L'analyse en termes d'actes illocutoires est utile ici, puisqu'elle montre bien le caractère ''self-defeating'' (= "contraire au but recherché", je n'ai pas de meilleure traduction) de certains énoncés tels que ''Il pleut, mais je ne le crois pas'', ''Pyongyang est la capitale de la Corée du Nord, mais je ne le sais pas'', etc.): la négation de la croyance ou du savoir est contraire à une composante essentielle de l'acte d'affirmation qui est un assertif, à savoir: la condition de sincérité, qui exige que le locuteur croie à ce qu'il dit.

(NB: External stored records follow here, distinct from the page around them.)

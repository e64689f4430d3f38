//! Configuration types, built from environment variables.

use std::path::PathBuf;

/// Service configuration.
#[derive(Debug, Clone)]
pub struct AppConfig {
    /// Port for the HTTP server (webhook + admin API).
    pub port: u16,
    /// Path to the SQLite database file.
    pub db_path: PathBuf,
    /// Root directory for saved email attachments.
    pub attachment_dir: PathBuf,
    /// Domain that receives inbound replies (`order-<slug>@<domain>`).
    pub inbound_domain: String,
    /// SMTP configuration. `None` disables outbound delivery.
    pub smtp: Option<SmtpConfig>,
}

impl AppConfig {
    /// Build config from environment variables, with defaults for local dev.
    pub fn from_env() -> Self {
        let port: u16 = std::env::var("ORDER_DESK_PORT")
            .ok()
            .and_then(|s| s.parse().ok())
            .unwrap_or(8080);

        let db_path = std::env::var("ORDER_DESK_DB_PATH")
            .map(PathBuf::from)
            .unwrap_or_else(|_| PathBuf::from("./data/order-desk.db"));

        let attachment_dir = std::env::var("ORDER_DESK_ATTACHMENT_DIR")
            .map(PathBuf::from)
            .unwrap_or_else(|_| PathBuf::from("./data/attachments"));

        let inbound_domain = std::env::var("ORDER_DESK_INBOUND_DOMAIN")
            .unwrap_or_else(|_| "orders.localhost".to_string());

        Self {
            port,
            db_path,
            attachment_dir,
            inbound_domain,
            smtp: SmtpConfig::from_env(),
        }
    }
}

/// SMTP configuration for outbound mail.
#[derive(Debug, Clone)]
pub struct SmtpConfig {
    pub host: String,
    pub port: u16,
    pub username: String,
    pub password: String,
    pub from_address: String,
}

impl SmtpConfig {
    /// Build config from environment variables.
    /// Returns `None` if `SMTP_HOST` is not set (outbound delivery disabled).
    pub fn from_env() -> Option<Self> {
        let host = std::env::var("SMTP_HOST").ok()?;

        let port: u16 = std::env::var("SMTP_PORT")
            .ok()
            .and_then(|s| s.parse().ok())
            .unwrap_or(587);

        let username = std::env::var("SMTP_USERNAME").unwrap_or_default();
        let password = std::env::var("SMTP_PASSWORD").unwrap_or_default();
        let from_address = std::env::var("SMTP_FROM_ADDRESS").unwrap_or_else(|_| username.clone());

        Some(Self {
            host,
            port,
            username,
            password,
            from_address,
        })
    }
}
//! Reply-token codec — correlates inbound replies with their originating order.
//!
//! Every outbound message carries a synthetic reply-to address of the form
//! `order-<slug>@<inbound-domain>`, where `<slug>` is the first 8 hex chars of
//! the order id. The stored token is the same slug prefixed `ord-`.

use std::sync::LazyLock;

use regex::Regex;
use uuid::Uuid;

/// Prefix carried by stored reply tokens.
pub const TOKEN_PREFIX: &str = "ord-";

static REPLY_ADDRESS_RE: LazyLock<Regex> =
    LazyLock::new(|| Regex::new(r"(?i)\border-([a-z0-9]+)@").expect("valid regex"));

/// Derive the reply token for an order.
pub fn encode_reply_token(order_id: Uuid) -> String {
    let hex = order_id.simple().to_string();
    format!("{TOKEN_PREFIX}{}", &hex[..8])
}

/// Build the synthetic reply-to address for an order.
pub fn reply_address(order_id: Uuid, inbound_domain: &str) -> String {
    let hex = order_id.simple().to_string();
    format!("order-{}@{inbound_domain}", &hex[..8])
}

/// Recover the reply token from an RFC-5322 "to" header value.
///
/// Matches `order-<slug>@` case-insensitively anywhere in the header (the
/// header may contain display names or multiple recipients). Returns `None`
/// when no reply address is present — a normal outcome, not an error.
pub fn decode_reply_token(to_header: &str) -> Option<String> {
    let caps = REPLY_ADDRESS_RE.captures(to_header)?;
    let slug = caps.get(1)?.as_str().to_lowercase();
    Some(format!("{TOKEN_PREFIX}{slug}"))
}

Pour montrer la complexité de nos tournures de langage quotidiennes face à cette explication abrupte, le texte de Bovens a voulu tenir compte de la temporalité dans l'analyse là où d'autres ont insisté davantage sur le type de pronom personnel employé (l'absurdé des énoncés disparaît si l'on remplace la 1ère personne par la 3e, par exemple).

Pour finir par le commencement, Bovens cherche ainsi à montrer qu'un jeune idéaliste de 20 ans peut affirmer qu'un socialiste de 40 ans n'a pas de tête sans réduire ses propres opinions à l'absurde: tant qu'il a 20 ans, il est en droit de se bercer d'illusions et d'en avoir conscience. Comme quoi l'analyse logique du langage peut contribuer à adoucir la colère des adultes face aux revendications souvent naïves des jeunes irénistes en culotte déchirée.
Etonnant, non? Je n'ai jamais suivi cette approche tolérante de la rationalité, personnellement, puisqu'il m'a toujours paru stupide de suivre une voie qui me paraîssait vouée à devenir tôt ou tard simpliste voire infantile. "Pourquoi ne pas gagner du temps en pensant dès l'âge de 20 ans ce qui sera crédité à 40?" Réponse: parce qu'il faut que jeunesse se fasse, diantre! Ne pas chercher à grandir trop vite? Mauvaise pioche ...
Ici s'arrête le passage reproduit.